- **Records provided**
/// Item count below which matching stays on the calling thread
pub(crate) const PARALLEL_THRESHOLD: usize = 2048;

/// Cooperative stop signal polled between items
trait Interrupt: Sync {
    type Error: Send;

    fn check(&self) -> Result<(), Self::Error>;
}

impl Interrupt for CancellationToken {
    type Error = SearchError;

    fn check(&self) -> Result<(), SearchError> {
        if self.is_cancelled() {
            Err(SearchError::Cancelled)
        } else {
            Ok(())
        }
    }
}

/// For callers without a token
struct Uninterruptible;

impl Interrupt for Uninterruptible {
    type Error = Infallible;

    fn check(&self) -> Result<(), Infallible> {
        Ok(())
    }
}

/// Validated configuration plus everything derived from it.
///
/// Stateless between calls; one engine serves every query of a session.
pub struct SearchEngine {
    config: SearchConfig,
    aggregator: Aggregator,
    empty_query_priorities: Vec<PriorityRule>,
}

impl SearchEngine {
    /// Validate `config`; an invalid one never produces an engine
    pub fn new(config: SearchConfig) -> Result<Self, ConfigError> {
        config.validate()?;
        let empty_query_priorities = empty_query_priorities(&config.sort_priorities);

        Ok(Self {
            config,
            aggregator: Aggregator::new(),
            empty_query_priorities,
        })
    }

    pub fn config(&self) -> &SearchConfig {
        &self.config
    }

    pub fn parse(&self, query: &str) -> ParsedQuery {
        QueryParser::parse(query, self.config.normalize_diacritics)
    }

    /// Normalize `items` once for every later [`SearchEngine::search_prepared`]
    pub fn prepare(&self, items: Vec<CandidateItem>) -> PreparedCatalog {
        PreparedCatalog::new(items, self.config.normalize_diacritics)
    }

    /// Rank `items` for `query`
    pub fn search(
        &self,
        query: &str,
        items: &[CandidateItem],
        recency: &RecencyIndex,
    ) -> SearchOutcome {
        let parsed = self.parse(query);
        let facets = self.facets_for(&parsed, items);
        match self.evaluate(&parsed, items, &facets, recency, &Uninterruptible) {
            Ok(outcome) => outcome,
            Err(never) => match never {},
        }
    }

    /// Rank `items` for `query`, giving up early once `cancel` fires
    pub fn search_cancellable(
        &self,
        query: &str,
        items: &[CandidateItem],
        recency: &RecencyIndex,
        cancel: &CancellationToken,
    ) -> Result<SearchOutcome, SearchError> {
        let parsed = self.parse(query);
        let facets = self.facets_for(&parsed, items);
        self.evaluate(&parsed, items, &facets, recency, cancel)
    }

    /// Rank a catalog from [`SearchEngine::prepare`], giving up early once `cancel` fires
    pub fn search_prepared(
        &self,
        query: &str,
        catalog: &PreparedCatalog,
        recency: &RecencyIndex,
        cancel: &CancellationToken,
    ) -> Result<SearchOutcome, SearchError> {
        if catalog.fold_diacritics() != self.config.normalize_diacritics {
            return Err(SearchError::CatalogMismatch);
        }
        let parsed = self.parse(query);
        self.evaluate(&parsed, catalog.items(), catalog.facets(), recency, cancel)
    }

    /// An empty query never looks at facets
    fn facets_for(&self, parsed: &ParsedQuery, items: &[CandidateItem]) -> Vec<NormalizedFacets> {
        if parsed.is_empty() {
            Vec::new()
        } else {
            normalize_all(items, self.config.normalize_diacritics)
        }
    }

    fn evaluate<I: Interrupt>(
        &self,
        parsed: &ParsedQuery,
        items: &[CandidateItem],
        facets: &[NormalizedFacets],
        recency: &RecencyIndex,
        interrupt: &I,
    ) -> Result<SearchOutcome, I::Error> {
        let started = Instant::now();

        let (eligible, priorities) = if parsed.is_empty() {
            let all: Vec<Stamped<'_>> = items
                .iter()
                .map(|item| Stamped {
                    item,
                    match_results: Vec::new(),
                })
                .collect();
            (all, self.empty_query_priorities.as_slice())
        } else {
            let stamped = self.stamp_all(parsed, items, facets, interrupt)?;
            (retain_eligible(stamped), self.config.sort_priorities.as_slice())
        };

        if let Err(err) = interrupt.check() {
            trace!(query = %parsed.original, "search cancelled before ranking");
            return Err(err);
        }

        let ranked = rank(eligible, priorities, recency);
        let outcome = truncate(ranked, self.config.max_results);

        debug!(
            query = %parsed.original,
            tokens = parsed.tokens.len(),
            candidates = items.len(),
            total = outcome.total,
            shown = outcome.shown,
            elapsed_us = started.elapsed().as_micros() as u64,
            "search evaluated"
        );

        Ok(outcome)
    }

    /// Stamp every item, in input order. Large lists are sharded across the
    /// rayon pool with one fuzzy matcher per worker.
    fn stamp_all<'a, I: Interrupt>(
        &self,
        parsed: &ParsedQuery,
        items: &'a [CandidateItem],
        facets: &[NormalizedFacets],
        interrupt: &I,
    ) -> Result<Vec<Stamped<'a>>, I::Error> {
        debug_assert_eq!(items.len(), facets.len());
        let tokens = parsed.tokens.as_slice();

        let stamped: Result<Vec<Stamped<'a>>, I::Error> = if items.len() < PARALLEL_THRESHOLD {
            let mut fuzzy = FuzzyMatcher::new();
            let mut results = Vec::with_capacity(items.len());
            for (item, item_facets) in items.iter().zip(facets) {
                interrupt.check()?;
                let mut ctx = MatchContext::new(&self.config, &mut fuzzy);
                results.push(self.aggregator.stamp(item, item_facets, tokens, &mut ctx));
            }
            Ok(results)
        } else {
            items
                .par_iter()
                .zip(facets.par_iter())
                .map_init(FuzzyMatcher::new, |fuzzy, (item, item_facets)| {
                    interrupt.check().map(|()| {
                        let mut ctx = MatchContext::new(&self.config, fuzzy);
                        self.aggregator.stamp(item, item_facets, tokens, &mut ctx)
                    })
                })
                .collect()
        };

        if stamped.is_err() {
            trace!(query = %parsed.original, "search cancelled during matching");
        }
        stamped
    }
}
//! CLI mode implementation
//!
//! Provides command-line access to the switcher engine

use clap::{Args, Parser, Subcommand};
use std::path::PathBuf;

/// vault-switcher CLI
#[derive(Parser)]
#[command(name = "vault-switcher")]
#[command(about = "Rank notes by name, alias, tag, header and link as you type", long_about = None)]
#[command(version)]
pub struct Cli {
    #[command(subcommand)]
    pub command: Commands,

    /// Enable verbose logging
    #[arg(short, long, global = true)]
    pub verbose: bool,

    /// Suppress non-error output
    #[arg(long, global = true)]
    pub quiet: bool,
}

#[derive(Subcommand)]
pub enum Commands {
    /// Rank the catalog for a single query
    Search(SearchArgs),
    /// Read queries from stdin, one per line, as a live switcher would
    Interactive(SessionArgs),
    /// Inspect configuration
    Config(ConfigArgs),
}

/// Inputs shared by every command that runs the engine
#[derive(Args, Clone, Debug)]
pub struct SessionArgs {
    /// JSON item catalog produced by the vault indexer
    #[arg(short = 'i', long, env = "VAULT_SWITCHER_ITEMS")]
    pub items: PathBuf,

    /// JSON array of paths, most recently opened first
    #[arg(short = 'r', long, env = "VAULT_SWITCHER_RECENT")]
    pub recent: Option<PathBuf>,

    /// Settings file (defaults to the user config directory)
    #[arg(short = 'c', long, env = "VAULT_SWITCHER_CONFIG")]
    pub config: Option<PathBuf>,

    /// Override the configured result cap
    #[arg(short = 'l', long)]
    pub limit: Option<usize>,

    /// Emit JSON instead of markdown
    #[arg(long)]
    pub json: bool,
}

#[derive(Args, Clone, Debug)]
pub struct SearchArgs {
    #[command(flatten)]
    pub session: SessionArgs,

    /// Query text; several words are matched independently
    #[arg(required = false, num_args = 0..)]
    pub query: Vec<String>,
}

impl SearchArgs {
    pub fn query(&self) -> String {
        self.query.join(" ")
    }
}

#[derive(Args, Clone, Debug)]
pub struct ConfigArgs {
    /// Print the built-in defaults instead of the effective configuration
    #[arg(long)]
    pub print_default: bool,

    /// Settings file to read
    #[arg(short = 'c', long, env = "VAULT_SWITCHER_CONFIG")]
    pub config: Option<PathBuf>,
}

==

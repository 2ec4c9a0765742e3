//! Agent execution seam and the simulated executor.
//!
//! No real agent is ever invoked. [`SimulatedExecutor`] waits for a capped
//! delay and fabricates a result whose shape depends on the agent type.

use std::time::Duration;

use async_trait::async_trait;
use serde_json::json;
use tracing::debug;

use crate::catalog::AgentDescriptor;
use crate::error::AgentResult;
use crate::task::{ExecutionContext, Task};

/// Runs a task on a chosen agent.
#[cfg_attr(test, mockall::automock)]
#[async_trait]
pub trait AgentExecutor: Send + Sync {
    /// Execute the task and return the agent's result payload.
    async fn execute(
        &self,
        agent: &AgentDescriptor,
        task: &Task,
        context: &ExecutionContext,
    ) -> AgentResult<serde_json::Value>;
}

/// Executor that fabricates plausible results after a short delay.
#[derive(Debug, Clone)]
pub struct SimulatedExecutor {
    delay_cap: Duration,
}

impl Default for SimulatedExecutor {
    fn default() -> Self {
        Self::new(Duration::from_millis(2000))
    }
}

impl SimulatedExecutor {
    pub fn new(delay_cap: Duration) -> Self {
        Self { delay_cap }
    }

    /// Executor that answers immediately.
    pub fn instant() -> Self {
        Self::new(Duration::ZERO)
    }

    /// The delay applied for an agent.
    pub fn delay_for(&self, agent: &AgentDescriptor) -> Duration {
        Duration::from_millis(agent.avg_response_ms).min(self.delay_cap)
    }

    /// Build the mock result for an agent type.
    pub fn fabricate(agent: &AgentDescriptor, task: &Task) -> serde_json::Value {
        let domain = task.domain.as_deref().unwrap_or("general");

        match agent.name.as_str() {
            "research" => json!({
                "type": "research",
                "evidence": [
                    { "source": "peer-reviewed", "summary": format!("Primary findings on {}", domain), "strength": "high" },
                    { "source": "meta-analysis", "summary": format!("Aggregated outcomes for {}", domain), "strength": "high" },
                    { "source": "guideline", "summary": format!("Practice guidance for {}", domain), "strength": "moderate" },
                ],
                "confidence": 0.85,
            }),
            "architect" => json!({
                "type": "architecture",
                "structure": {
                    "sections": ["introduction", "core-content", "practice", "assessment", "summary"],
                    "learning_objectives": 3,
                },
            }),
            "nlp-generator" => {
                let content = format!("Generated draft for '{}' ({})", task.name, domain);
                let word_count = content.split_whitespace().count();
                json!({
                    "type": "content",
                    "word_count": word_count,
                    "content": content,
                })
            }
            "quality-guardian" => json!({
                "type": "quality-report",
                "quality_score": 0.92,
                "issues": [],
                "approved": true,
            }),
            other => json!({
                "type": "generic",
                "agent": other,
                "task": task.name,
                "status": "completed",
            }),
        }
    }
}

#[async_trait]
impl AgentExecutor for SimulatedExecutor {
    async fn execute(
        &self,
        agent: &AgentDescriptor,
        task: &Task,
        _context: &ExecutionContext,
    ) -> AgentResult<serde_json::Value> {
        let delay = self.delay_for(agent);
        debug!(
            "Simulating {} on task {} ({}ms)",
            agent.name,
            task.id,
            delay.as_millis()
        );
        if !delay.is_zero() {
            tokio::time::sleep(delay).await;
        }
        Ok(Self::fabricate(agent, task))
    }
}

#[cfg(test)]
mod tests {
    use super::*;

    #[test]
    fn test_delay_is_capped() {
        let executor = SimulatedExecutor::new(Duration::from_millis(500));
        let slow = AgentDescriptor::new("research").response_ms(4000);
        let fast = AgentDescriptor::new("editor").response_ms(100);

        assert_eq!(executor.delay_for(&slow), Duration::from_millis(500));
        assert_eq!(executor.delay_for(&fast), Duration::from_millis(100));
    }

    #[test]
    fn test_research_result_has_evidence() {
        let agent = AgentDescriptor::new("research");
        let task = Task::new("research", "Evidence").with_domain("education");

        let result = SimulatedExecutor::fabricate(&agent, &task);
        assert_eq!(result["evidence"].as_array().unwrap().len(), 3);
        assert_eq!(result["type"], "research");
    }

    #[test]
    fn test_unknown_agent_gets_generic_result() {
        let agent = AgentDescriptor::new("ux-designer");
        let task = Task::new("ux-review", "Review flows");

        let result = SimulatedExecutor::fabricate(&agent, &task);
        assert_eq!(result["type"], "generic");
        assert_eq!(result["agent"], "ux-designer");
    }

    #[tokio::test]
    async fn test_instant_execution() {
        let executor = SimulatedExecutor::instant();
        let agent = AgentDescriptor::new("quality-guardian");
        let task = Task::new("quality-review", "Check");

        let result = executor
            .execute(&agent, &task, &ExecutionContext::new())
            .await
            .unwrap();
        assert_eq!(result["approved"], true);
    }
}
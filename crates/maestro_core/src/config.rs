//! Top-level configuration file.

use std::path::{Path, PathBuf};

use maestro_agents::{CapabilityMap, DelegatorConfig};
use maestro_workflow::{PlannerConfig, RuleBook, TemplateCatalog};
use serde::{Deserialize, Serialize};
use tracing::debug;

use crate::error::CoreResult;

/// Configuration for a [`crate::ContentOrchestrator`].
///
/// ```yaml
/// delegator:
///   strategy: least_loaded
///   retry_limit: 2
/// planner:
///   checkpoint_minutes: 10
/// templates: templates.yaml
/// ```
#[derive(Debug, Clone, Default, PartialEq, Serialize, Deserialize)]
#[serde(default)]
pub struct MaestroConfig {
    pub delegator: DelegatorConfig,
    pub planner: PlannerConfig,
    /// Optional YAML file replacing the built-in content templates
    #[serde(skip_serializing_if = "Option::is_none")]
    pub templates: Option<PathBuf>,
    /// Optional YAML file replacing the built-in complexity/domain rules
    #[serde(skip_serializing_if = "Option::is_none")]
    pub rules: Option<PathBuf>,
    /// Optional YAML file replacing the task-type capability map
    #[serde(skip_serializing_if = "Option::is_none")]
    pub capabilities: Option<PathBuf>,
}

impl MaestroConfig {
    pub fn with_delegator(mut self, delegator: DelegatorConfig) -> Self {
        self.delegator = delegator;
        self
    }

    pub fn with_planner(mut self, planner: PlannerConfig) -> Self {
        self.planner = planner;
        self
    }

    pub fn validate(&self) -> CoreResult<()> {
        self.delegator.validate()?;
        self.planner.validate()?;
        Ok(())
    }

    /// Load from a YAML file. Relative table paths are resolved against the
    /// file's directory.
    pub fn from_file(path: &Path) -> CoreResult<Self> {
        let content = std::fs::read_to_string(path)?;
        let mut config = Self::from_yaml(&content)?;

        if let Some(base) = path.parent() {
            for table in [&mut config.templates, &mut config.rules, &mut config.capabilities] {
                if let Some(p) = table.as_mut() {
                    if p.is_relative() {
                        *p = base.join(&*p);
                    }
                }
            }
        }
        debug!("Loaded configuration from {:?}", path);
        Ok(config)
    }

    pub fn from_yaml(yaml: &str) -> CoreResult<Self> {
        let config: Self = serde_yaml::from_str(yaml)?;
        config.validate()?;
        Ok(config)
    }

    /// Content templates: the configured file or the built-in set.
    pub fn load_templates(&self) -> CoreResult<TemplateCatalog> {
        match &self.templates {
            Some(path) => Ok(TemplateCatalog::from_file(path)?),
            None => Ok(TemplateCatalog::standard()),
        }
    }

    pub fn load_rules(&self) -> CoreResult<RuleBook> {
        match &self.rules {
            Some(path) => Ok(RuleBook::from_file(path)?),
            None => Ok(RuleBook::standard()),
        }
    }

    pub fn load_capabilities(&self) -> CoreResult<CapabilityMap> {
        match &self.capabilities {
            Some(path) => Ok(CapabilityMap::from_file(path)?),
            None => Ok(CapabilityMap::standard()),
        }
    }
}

- **Work order**
Filter the listing down to the lines holding the word "directory", and return those.

- **Finished exercise**
    /// Settings file (defaults to the user config directory)
    /// file's directory.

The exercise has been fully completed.